Я вышел из клиники в какой-то бессильной злобе. На себя, на мир, на жируху эту. Какой смысл в деньгах, если даже за деньги ты не можешь спасти этого хвостатого чудака? Если их не берут. Нету, значит, в них безграничной власти то, а?
Приехал домой, кот лежал на подстилке на полу, потому что на кровать запрыгивать уже не мог. Был вечер, темно, я не стал включать свет. Я лег на пол и положил голову к нему на подстилку, рядом с ним и начал его гладить. Гладить и рыдать. Я хотел рассказать ему, что все, мохнатый, вышло твое время, а я ничего не могу сделать, чтобы тебе помочь.

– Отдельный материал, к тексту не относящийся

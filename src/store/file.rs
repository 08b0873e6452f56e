// src/store/file.rs

//! TOML-file-backed [`JobStore`].
//!
//! The file holds one `[job.<id>]` table per job:
//!
//! ```toml
//! [job.1]
//! name = "nightly smoke suite"
//! cron = "0 2 * * *"
//! ```
//!
//! Every operation reads the whole file and writes it back, which is fine for
//! the bounded, administratively-managed job sets this tool deals with. A
//! missing file is treated as an empty store so the first `create` bootstraps
//! it.

use std::collections::BTreeMap;
use std::fs;
use std::path::{Path, PathBuf};

use serde::{Deserialize, Serialize};
use tracing::debug;

use super::{Job, JobId, JobStore, StoreError};

/// On-disk shape of the store file.
#[derive(Debug, Default, Serialize, Deserialize)]
struct StoreFile {
    #[serde(default)]
    job: BTreeMap<String, JobRecord>,
}

#[derive(Debug, Clone, Serialize, Deserialize)]
struct JobRecord {
    name: String,
    cron: String,
}

pub struct FileStore {
    path: PathBuf,
}

impl FileStore {
    pub fn new(path: impl Into<PathBuf>) -> Self {
        Self { path: path.into() }
    }

    pub fn path(&self) -> &Path {
        &self.path
    }

    fn load(&self) -> Result<StoreFile, StoreError> {
        let contents = match fs::read_to_string(&self.path) {
            Ok(c) => c,
            Err(err) if err.kind() == std::io::ErrorKind::NotFound => {
                return Ok(StoreFile::default());
            }
            Err(err) => return Err(err.into()),
        };
        Ok(toml::from_str(&contents)?)
    }

    fn save(&self, file: &StoreFile) -> Result<(), StoreError> {
        let contents = toml::to_string_pretty(file)?;
        if let Some(parent) = self.path.parent() {
            if !parent.as_os_str().is_empty() {
                fs::create_dir_all(parent)?;
            }
        }
        fs::write(&self.path, contents)?;
        Ok(())
    }

    /// Next free numeric id. Non-numeric ids are tolerated and ignored.
    fn next_id(file: &StoreFile) -> String {
        let max = file
            .job
            .keys()
            .filter_map(|k| k.parse::<u64>().ok())
            .max()
            .unwrap_or(0);
        (max + 1).to_string()
    }
}

impl JobStore for FileStore {
    fn list(&self) -> Result<Vec<Job>, StoreError> {
        let file = self.load()?;
        Ok(file
            .job
            .into_iter()
            .map(|(id, rec)| Job {
                id: JobId::new(id),
                name: rec.name,
                cron: rec.cron,
            })
            .collect())
    }

    fn get(&self, id: &JobId) -> Result<Job, StoreError> {
        let file = self.load()?;
        let rec = file
            .job
            .get(id.as_str())
            .ok_or_else(|| StoreError::NotFound(id.clone()))?;
        Ok(Job {
            id: id.clone(),
            name: rec.name.clone(),
            cron: rec.cron.clone(),
        })
    }

    fn create(&self, name: &str, cron: &str) -> Result<Job, StoreError> {
        let mut file = self.load()?;
        let id = Self::next_id(&file);
        file.job.insert(
            id.clone(),
            JobRecord {
                name: name.to_string(),
                cron: cron.to_string(),
            },
        );
        self.save(&file)?;
        debug!(job = %id, "created job in store");
        Ok(Job {
            id: JobId::new(id),
            name: name.to_string(),
            cron: cron.to_string(),
        })
    }

    fn update(
        &self,
        id: &JobId,
        name: Option<&str>,
        cron: Option<&str>,
    ) -> Result<Job, StoreError> {
        let mut file = self.load()?;
        let rec = file
            .job
            .get_mut(id.as_str())
            .ok_or_else(|| StoreError::NotFound(id.clone()))?;

        if let Some(name) = name {
            rec.name = name.to_string();
        }
        if let Some(cron) = cron {
            rec.cron = cron.to_string();
        }

        let job = Job {
            id: id.clone(),
            name: rec.name.clone(),
            cron: rec.cron.clone(),
        };
        self.save(&file)?;
        debug!(job = %id, "updated job in store");
        Ok(job)
    }

    fn delete(&self, id: &JobId) -> Result<(), StoreError> {
        let mut file = self.load()?;
        if file.job.remove(id.as_str()).is_none() {
            return Err(StoreError::NotFound(id.clone()));
        }
        self.save(&file)?;
        debug!(job = %id, "deleted job from store");
        Ok(())
    }
}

Я лежал и рыдал, беззвучно, слезы лились, сука. Я не плакал на похоронах близких людей, когда пошел пО миру тоже не плакал, когда свои диагнозы слушал – всегда молчал. А тут… Не знаю даже, чем объяснить это… Возмущение, отчаяние: вот этот-то мохножоп точно не заслужил страдать и тем более – помереть! “Он же для радости”!

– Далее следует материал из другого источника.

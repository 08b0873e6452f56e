// src/main.rs

use covsched::{cli, logging, run};

#[tokio::main]
async fn main() {
    if let Err(err) = run_main().await {
        eprintln!("covsched error: {err:?}");
        std::process::exit(1);
    }
}

async fn run_main() -> anyhow::Result<()> {
    let args = cli::parse();
    logging::init_logging(args.log_level)?;
    run(args).await
}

А он не обращал на меня никакого внимания. Лежал, уставившись в одну точку. А потом встал и переместился в пару метров от меня, а я так и лежал на его подстилке, плакал, сука. А ему не было до меня дела. Ему было очень хуево.

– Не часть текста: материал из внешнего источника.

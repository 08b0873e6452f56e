// src/config/mod.rs

//! Configuration loading for covsched.
//!
//! Responsibilities:
//! - Define the TOML-backed data model (`model.rs`).
//! - Load the config file and merge environment overrides into the resolved
//!   [`Settings`] the rest of the crate consumes (`loader.rs`).
//! - Validate basic invariants like usable tool locations (`validate.rs`).

pub mod loader;
pub mod model;
pub mod validate;

pub use loader::{load_and_resolve, load_from_path};
pub use model::{ConfigFile, Settings};
pub use validate::validate_settings;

В таком состоянии кот провел еще неделю, слабея с каждым днем. Он перестал мяукать. Проходил по паре метров и падал. Собирался с силами несколько часов, снова проходил и снова падал. Мы ничего не могли сделать, мы просто ждали неизбежного. Нет, пытались хоть как-то скрасить ему жизнь, если это можно так назвать. Я накупил диетических консервов, бодяжил их и кормил насильно из шприца. Девочка варила ему манную кашу с маслом, сладкую, как он любил. Порцию он получал также, из 20-кубового, как и воду. Но все это была тщета.
Накануне заболевания кота я запланировал важную командировку, а заодно хотел взять с собой детей – пусть на солнышке позагорают, пока я мучу кэш. С котом должна была остаться новая девочка. Я купил складную лопатку, спросил – ты сможешь все сделать, когда его не станет? Да, говорит, все сделаю. Но я не смог уехать. Я должен был остаться с Шерстяным до конца. Я отменил командировку, сдал билеты, отменил гостиницы.
Через три дня Плюшевый не двигался практически вообще, только лежал и тяжело дышал – у него начался отек легких, вследствии отказа почек. Я перекладывал его каждый час, чтобы ему было удобнее. Котейка пискнул, я сразу понял, что ему надо в сортир. Отнес его и держал на руках, пока он сделает свои дела. Лапки висели, как тряпочки. Отнес назад в спальню, положил его рядом с кроватью. Он заполз под нее, вытянулся. А я…
Я лег на пол рядом с ним, держал его за лапку и гладил. Так мы пролежали минут сорок. Он вздохнул еще пару раз.
Кота не стало.
Сложил в коробку, накрыл его одеялком и мы отправились провожать Мохнатого в последний путь. Положил ему лакомство, которое он так и не съел – колбаски, паштет его еще, мисочки… Земля была сплошная глина, лопата сломалась. Я руками закапывал коробку с Плюшевым… Семь лет наших отношений остались там, в коробке, под голубым одеялом и слоем глины.
Теперь у меня снова никого нет, я снова принадлежу только себе. С последней горстью земли я снова стал одинок.
Это был лучший на свете кот. Никого я так не любил, как этого ублюдка.
Спи спокойно, треугольный нос, ты и правда был для радости!